Experts task journalists on retirement
Chairman, Board of Trustees, Vision Centre for Communication and Development Advocacy (VICCDA), Otunba Gbenga Onayiga, has charged journalists to explore opportunities in public relations, advertising and entrepreneurial skills, among others, as viable means of survival after retirement.
He gave the charge, yesterday, at a one-day interaction on: “The Journalist Life After Retirement” during the Nigeria Union of Journalists (NUJ) Congress in Lagos.
He also advised practitioners to plan for the rainy day, as according to him, there are many hazards attached to the job.
“There must be life after journalism practice. Journalists must learn entrepreneurial skills to fall back on after they retire from practice.
“There are some job-induced ailments that must be addressed. Professions have their various ailments and some of us don’t know. Some of us don’t go for regular medical checkups. The reality is that once the journalist is dead, their clients will move to the next available person on the desk,” he warned.
Onayiga also cautioned journalists against indulging in reckless lifestyles.
He said most media practitioners indulge in alcohol, smoking and womanising, which the board chairman stressed, later in life, tell on their health at retirement.
He also charged journalists to have a retirement plan, saying: “Because of the nature of our jobs, we are too engrossed in it, as it is a 24/7 job. We don’t have time to plan for our future. We need to plan for our future as sack and retirement are imminent.”

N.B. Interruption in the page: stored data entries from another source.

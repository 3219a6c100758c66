use serde::{Deserialize, Serialize};
use std::ops::RangeInclusive;
use thiserror::Error;

use crate::constants::*;

#[derive(Debug, Error, PartialEq, Eq)]
pub enum RulesError {
    #[error("{name} range is empty (min={min}, max={max})")]
    EmptyRange {
        name: &'static str,
        min: u64,
        max: u64,
    },
    #[error("defeat_coefficient must be zero or negative (got={0})")]
    PositiveDefeatCoefficient(i64),
    #[error("daily_minigame_attempts must be > 0")]
    NoDailyAttempts,
}

/// Integer weights of the success formula.
#[derive(Clone, Debug, PartialEq, Eq, Serialize, Deserialize)]
#[serde(default)]
pub struct ScoreCoefficients {
    pub victory: i64,
    pub defeat: i64,
    pub small_pack: i64,
    pub medium_pack: i64,
    pub big_pack: i64,
    pub referral: i64,
    pub ghost_small_pack: i64,
    pub ghost_medium_pack: i64,
    pub ghost_big_pack: i64,
}

impl Default for ScoreCoefficients {
    fn default() -> Self {
        Self {
            victory: VICTORY_COEFFICIENT,
            defeat: DEFEAT_COEFFICIENT,
            small_pack: SMALL_PACK_COEFFICIENT,
            medium_pack: MEDIUM_PACK_COEFFICIENT,
            big_pack: BIG_PACK_COEFFICIENT,
            referral: REFERRALS_COEFFICIENT,
            ghost_small_pack: GHOST_SMALL_PACKS_COEFFICIENT,
            ghost_medium_pack: GHOST_MEDIUM_PACKS_COEFFICIENT,
            ghost_big_pack: GHOST_BIG_PACKS_COEFFICIENT,
        }
    }
}

/// Gameplay tuning. Every field defaults to the matching constant in [`crate::constants`].
#[derive(Clone, Debug, PartialEq, Eq, Serialize, Deserialize)]
#[serde(default)]
pub struct GameRules {
    pub coefficients: ScoreCoefficients,
    pub starting_coins: u64,
    pub starting_tickets: u64,
    pub daily_minigame_attempts: u32,
    pub match_cost_coins: u64,
    pub match_cost_tickets: u64,
    pub match_win_coins_reward: u64,
    pub match_win_cups_reward: u64,
    pub match_min_score: u32,
    pub match_max_score: u32,
    pub match_wait_min_ms: u64,
    pub match_wait_max_ms: u64,
    pub opponent_rank_radius: u64,
    pub penalty_min_goals: u32,
    pub penalty_max_goals: u32,
    pub penalty_goal_reward: u64,
    pub penalty_success_requirement: i64,
    pub penalty_wait_min_ms: u64,
    pub penalty_wait_max_ms: u64,
    pub referral_coins_reward: u64,
}

impl Default for GameRules {
    fn default() -> Self {
        Self {
            coefficients: ScoreCoefficients::default(),
            starting_coins: STARTING_COINS,
            starting_tickets: STARTING_TICKETS,
            daily_minigame_attempts: DAILY_MINIGAME_ATTEMPTS,
            match_cost_coins: MATCH_COST_COINS,
            match_cost_tickets: MATCH_COST_TICKETS,
            match_win_coins_reward: MATCH_WIN_COINS_REWARD,
            match_win_cups_reward: MATCH_WIN_CUPS_REWARD,
            match_min_score: MATCH_MIN_SCORE,
            match_max_score: MATCH_MAX_SCORE,
            match_wait_min_ms: MATCH_WAIT_MIN_MS,
            match_wait_max_ms: MATCH_WAIT_MAX_MS,
            opponent_rank_radius: OPPONENT_RANK_RADIUS,
            penalty_min_goals: PENALTY_MIN_GOALS,
            penalty_max_goals: PENALTY_MAX_GOALS,
            penalty_goal_reward: PENALTY_GOAL_REWARD,
            penalty_success_requirement: PENALTY_SUCCESS_REQUIREMENT,
            penalty_wait_min_ms: PENALTY_WAIT_MIN_MS,
            penalty_wait_max_ms: PENALTY_WAIT_MAX_MS,
            referral_coins_reward: REFERRAL_COINS_REWARD,
        }
    }
}

impl GameRules {
    /// Rules with both pacing delays disabled.
    pub fn without_waits(mut self) -> Self {
        self.match_wait_min_ms = 0;
        self.match_wait_max_ms = 0;
        self.penalty_wait_min_ms = 0;
        self.penalty_wait_max_ms = 0;
        self
    }

    pub fn match_scores(&self) -> RangeInclusive<u32> {
        self.match_min_score..=self.match_max_score
    }

    pub fn match_wait_ms(&self) -> RangeInclusive<u64> {
        self.match_wait_min_ms..=self.match_wait_max_ms
    }

    pub fn penalty_goals(&self) -> RangeInclusive<u32> {
        self.penalty_min_goals..=self.penalty_max_goals
    }

    pub fn penalty_wait_ms(&self) -> RangeInclusive<u64> {
        self.penalty_wait_min_ms..=self.penalty_wait_max_ms
    }

    pub fn validate(&self) -> Result<(), RulesError> {
        let ranges = [
            (
                "match score",
                self.match_min_score as u64,
                self.match_max_score as u64,
            ),
            ("match wait", self.match_wait_min_ms, self.match_wait_max_ms),
            (
                "penalty goals",
                self.penalty_min_goals as u64,
                self.penalty_max_goals as u64,
            ),
            (
                "penalty wait",
                self.penalty_wait_min_ms,
                self.penalty_wait_max_ms,
            ),
        ];
        for (name, min, max) in ranges {
            if min > max {
                return Err(RulesError::EmptyRange { name, min, max });
            }
        }
        if self.coefficients.defeat > 0 {
            return Err(RulesError::PositiveDefeatCoefficient(
                self.coefficients.defeat,
            ));
        }
        if self.daily_minigame_attempts == 0 {
            return Err(RulesError::NoDailyAttempts);
        }
        Ok(())
    }
}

Giving solutions on retirement plans, Onayiga advised journalists to buy into projects such as investing in landed properties (housing and farmlands), cooperative societies, limiting expenses, exploring public relations and advertising practice
Others, he stated are, being a stringer for international media organisations, writing biographies for people, who have untold stories as streams of income, as well as acquiring more academic qualifications to prepare for life after practice.
Also speaking, the National Trustee, VICCDA, Bimbo Oyetunde, emphasised investment in online media business and agriculture, especially small-scale farming.
She said pension as well as benefits from trips, story writing and workshops during journalism practice cannot sustain journalists after retirement.
She, however, charged journalists to engage in corporative societies as means of survival.